Kath Alcock paintings: 4

Prior names

Zygophyllum billardierei

Zygophyllum billardierei var. stenophyllum, partly

Zygophyllum ammophilum, partly


Roepera (formally Zygophyllum which is from the Greek 'zygon' meaning pair and 'phyllon' meaning leaf; referring to the pair of leaflets making up each leaf) is named after Johannes August Christian Roeper (1801 -1885), a German botanist and physician. Billardierei named after Jacques Julien de La Billardiere (1755-1834), a French botanist who visited Western Australia and Tasmania with D'Entrecasteaux expedition and named many new plant species.

Distribution and status

Found along the coast of South Australia from the Nullarbor to the lower South-east, growing on coastal cliffs between rocks and sometimes scrambling along fences and stronger shrubs. Also found in Western Australia, Victoria and Tasmania. Native. Common in South Australia. Rare in Victoria and Tasmania. Common in Western Australia.
Herbarium regions: Nullarbor, Eyre Peninsula, Yorke Peninsula, Southern Lofty, Kangaroo Island, South Eastern, Green Adelaide
NRM regions: Adelaide and Mount Lofty Ranges, Alinytjara Wilurara, Eyre Peninsula, Kangaroo Island, Northern and Yorke, South East
AVH map: SA distribution map (external link)

Plant description

Scrambling or ascending perennial herb or subshrub to 60 cm high with slender stems to 2 m long, sometimes climbing over taller plants.
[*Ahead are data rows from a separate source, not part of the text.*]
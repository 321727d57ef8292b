use std::path::PathBuf;
use std::time::Duration;

use crate::config::{GLOBAL_SKILLS_DIR, MonitorSettings};
use crate::services::AppServices;
use crate::startup::AppPaths;

/// Resolved paths and limits for one monitored workspace.
#[derive(Clone, Debug)]
pub struct AppConfig {
    pub paths: AppPaths,
    pub workspace_key: String,
    pub skill_dirs: Vec<PathBuf>,
    pub tail_lines: usize,
    pub read_timeout: Duration,
    pub default_context_window: u64,
}

impl AppConfig {
    pub fn new(paths: AppPaths, settings: &MonitorSettings) -> Self {
        let skill_dirs = settings.skill_dirs.clone().unwrap_or_else(|| {
            vec![
                paths.workspace_dir.join("skills"),
                PathBuf::from(GLOBAL_SKILLS_DIR),
            ]
        });
        Self {
            paths,
            workspace_key: settings.workspace_key.clone(),
            skill_dirs,
            tail_lines: settings.tail_lines,
            read_timeout: settings.read_timeout(),
            default_context_window: settings.default_context_window,
        }
    }
}

/// Application state shared by the HTTP front end.
#[derive(Clone)]
pub struct AppState {
    pub config: AppConfig,
    pub services: AppServices,
}

impl AppState {
    pub fn new(config: AppConfig) -> Self {
        let services = AppServices::new(&config);
        Self { config, services }
    }
}
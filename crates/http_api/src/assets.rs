include!(concat!(env!("OUT_DIR"), "/embedded_assets.rs"));

pub const INDEX_PATH: &str = "index.html";

pub fn asset(path: &str) -> Option<&'static EmbeddedAsset> {
    let normalized = path.trim_start_matches('/');
    if normalized.is_empty() || normalized == INDEX_PATH {
        return None;
    }
    EMBEDDED_ASSETS
        .iter()
        .find(|asset| asset.path == normalized)
}

pub fn index_asset() -> Option<&'static EmbeddedAsset> {
    EMBEDDED_ASSETS
        .iter()
        .find(|asset| asset.path == INDEX_PATH)
}
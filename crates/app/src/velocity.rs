use chrono::{DateTime, Utc};
use dashboard_core::WrapProjection;

/// Samples closer together than this (in minutes) do not move the rate.
pub const MIN_SAMPLE_MINUTES: f64 = 0.1;
/// Weight of the newest instantaneous rate in the moving average.
pub const SAMPLE_WEIGHT: f64 = 0.3;
pub const HISTORY_WEIGHT: f64 = 0.7;
/// Rates at or below this many tokens per minute are treated as idle.
pub const VELOCITY_NOISE_FLOOR: f64 = 100.0;
/// Fraction of the context window at which the session is expected to wrap.
pub const WRAP_RATIO: f64 = 0.5;

/// Exponentially smoothed context growth rate, in tokens per minute.
///
/// Every call to [`VelocityEstimator::update_at`] mutates the estimate, so it
/// must be fed exactly once per observed snapshot.
#[derive(Debug, Clone, Default)]
pub struct VelocityEstimator {
    last_usage: Option<u64>,
    last_usage_time: Option<DateTime<Utc>>,
    velocity_per_min: Option<f64>,
}

impl VelocityEstimator {
    pub fn new() -> Self {
        Self::default()
    }

    pub fn update_at(&mut self, now: DateTime<Utc>, current: u64) -> f64 {
        if let (Some(last), Some(last_time)) = (self.last_usage, self.last_usage_time) {
            let elapsed = (now - last_time).num_milliseconds() as f64 / 60_000.0;
            if elapsed >= MIN_SAMPLE_MINUTES {
                let instant = (current as f64 - last as f64) / elapsed;
                self.velocity_per_min = Some(match self.velocity_per_min {
                    Some(smoothed) => smoothed * HISTORY_WEIGHT + instant * SAMPLE_WEIGHT,
                    None => instant,
                });
            }
        }
        self.last_usage = Some(current);
        self.last_usage_time = Some(now);
        self.velocity()
    }

    pub fn velocity(&self) -> f64 {
        self.velocity_per_min.unwrap_or(0.0)
    }

    pub fn last_usage(&self) -> Option<u64> {
        self.last_usage
    }

    pub fn last_usage_time(&self) -> Option<DateTime<Utc>> {
        self.last_usage_time
    }
}

pub fn project_wrap(context_window: u64, used: Option<u64>, velocity: f64) -> WrapProjection {
    let threshold = context_window as f64 * WRAP_RATIO;
    let tokens_to_wrap = used.map(|used| threshold - used as f64);
    let minutes_to_wrap = match tokens_to_wrap {
        Some(remaining) if velocity > VELOCITY_NOISE_FLOOR && remaining > 0.0 => {
            Some((remaining / velocity).round() as i64)
        }
        _ => None,
    };
    WrapProjection {
        threshold,
        tokens_to_wrap,
        minutes_to_wrap,
    }
}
Leaflets oblong to linear, to 15 mm long and 12 mm wide, articulate at the base or continuous with the petiole, fleshy, apex rounded or truncate. Flowers yellow with petals usually twice as long as the sepals. Flowering between June and December. Fruits are brown papery capsule to 12 mm long, drooping, acutely 4-angled, obliquely truncate with a slight upward slope to the style, 1-2 seeds per cell. Seeds are dark brown, ovoid to 4 mm long and 2 mm wide, with a slight hook at the narrow end and a wrinkled surface. Seed embryo type is spatulate fully developed.

Seed collection and propagation

Collect seeds between October and March. Collect semi-dried and dried capsules by running your hands through the stems of the plant. Mature fruits will come off easily and will have a hard and dark seed inside each segment. Place the capsules in a tray and leave to dry for 1 to 2 weeks, depending on how green the fruit is. Then rub the dried capsules to dislodge the seeds. Use a sieve to remove the unwanted material. Store the seeds with a desiccant such as dried silica beads or dry rice, in an air tight container in a cool and dry place. Seed viability is usually high.